» Work to complete:
Read through the entries below and copy each line where "impl" turns up.

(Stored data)
--------------------------------
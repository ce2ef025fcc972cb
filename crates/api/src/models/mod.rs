//! Domain models for the identity service.

pub mod user;

pub use user::{Credentials, NewUser, UserRecord, UserUpdate};
//! Orion Core - Shared identity types.
//!
//! This crate provides the types shared between the Orion IAM service and
//! anything that talks to it (integration tests, future clients).
//!
//! # Architecture
//!
//! The core crate contains only types - no I/O, no key-value access,
//! no HTTP. This keeps it lightweight and allows it to be used anywhere.
//!
//! # Modules
//!
//! - [`types`] - Validated email addresses and the public user profile

#![cfg_attr(not(test), forbid(unsafe_code))]

pub mod types;

pub use types::*;
//! Redis key-value backend.

use std::sync::RwLock;

use ::redis::AsyncCommands;
use ::redis::aio::ConnectionManager;
use async_trait::async_trait;
use secrecy::ExposeSecret;

use super::{BackendError, KvBackend};
use crate::config::RedisConfig;
use crate::shutdown::{CloseError, Closeable};

/// Redis backend over a single multiplexed, auto-reconnecting connection.
///
/// The connection is shared by all requests; each call works on a cheap
/// clone of the manager. After [`Closeable::close`] every call fails with
/// [`BackendError::Closed`].
pub struct RedisBackend {
    conn: RwLock<Option<ConnectionManager>>,
}

impl RedisBackend {
    /// Connect to Redis.
    ///
    /// # Errors
    ///
    /// Returns `BackendError::Redis` if the URL is invalid or the initial
    /// connection fails.
    pub async fn connect(config: &RedisConfig) -> Result<Self, BackendError> {
        let client = ::redis::Client::open(config.connection_url().expose_secret())?;
        let conn = ConnectionManager::new(client).await?;

        tracing::info!(
            host = %config.host,
            port = config.port,
            db = config.db,
            "Redis connection established"
        );

        Ok(Self {
            conn: RwLock::new(Some(conn)),
        })
    }

    fn connection(&self) -> Result<ConnectionManager, BackendError> {
        let guard = self.conn.read().map_err(|_| BackendError::Closed)?;
        guard.clone().ok_or(BackendError::Closed)
    }
}

#[async_trait]
impl KvBackend for RedisBackend {
    async fn get(&self, key: &str) -> Result<Option<Vec<u8>>, BackendError> {
        let mut conn = self.connection()?;
        let value: Option<Vec<u8>> = conn.get(key).await?;
        Ok(value)
    }

    async fn set(&self, key: &str, value: Vec<u8>) -> Result<(), BackendError> {
        let mut conn = self.connection()?;
        let () = conn.set(key, value).await?;
        Ok(())
    }

    async fn set_if_absent(&self, key: &str, value: Vec<u8>) -> Result<bool, BackendError> {
        let mut conn = self.connection()?;
        let written: bool = conn.set_nx(key, value).await?;
        Ok(written)
    }

    async fn delete(&self, key: &str) -> Result<(), BackendError> {
        let mut conn = self.connection()?;
        let _removed: usize = conn.del(key).await?;
        Ok(())
    }

    async fn exists(&self, key: &str) -> Result<bool, BackendError> {
        let mut conn = self.connection()?;
        let present: bool = conn.exists(key).await?;
        Ok(present)
    }

    async fn ping(&self) -> Result<(), BackendError> {
        let mut conn = self.connection()?;
        let _pong: String = ::redis::cmd("PING").query_async(&mut conn).await?;
        Ok(())
    }
}

#[async_trait]
impl Closeable for RedisBackend {
    fn name(&self) -> &str {
        "redis"
    }

    async fn close(&self) -> Result<(), CloseError> {
        let mut guard = self
            .conn
            .write()
            .map_err(|_| "redis connection lock poisoned")?;
        // In-flight calls hold their own clones; the connection task stops
        // once the last one is dropped.
        guard.take();
        Ok(())
    }
}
--------------------------------
» Response area:
impl RedisBackend {
impl KvBackend for RedisBackend {
impl Closeable for RedisBackend {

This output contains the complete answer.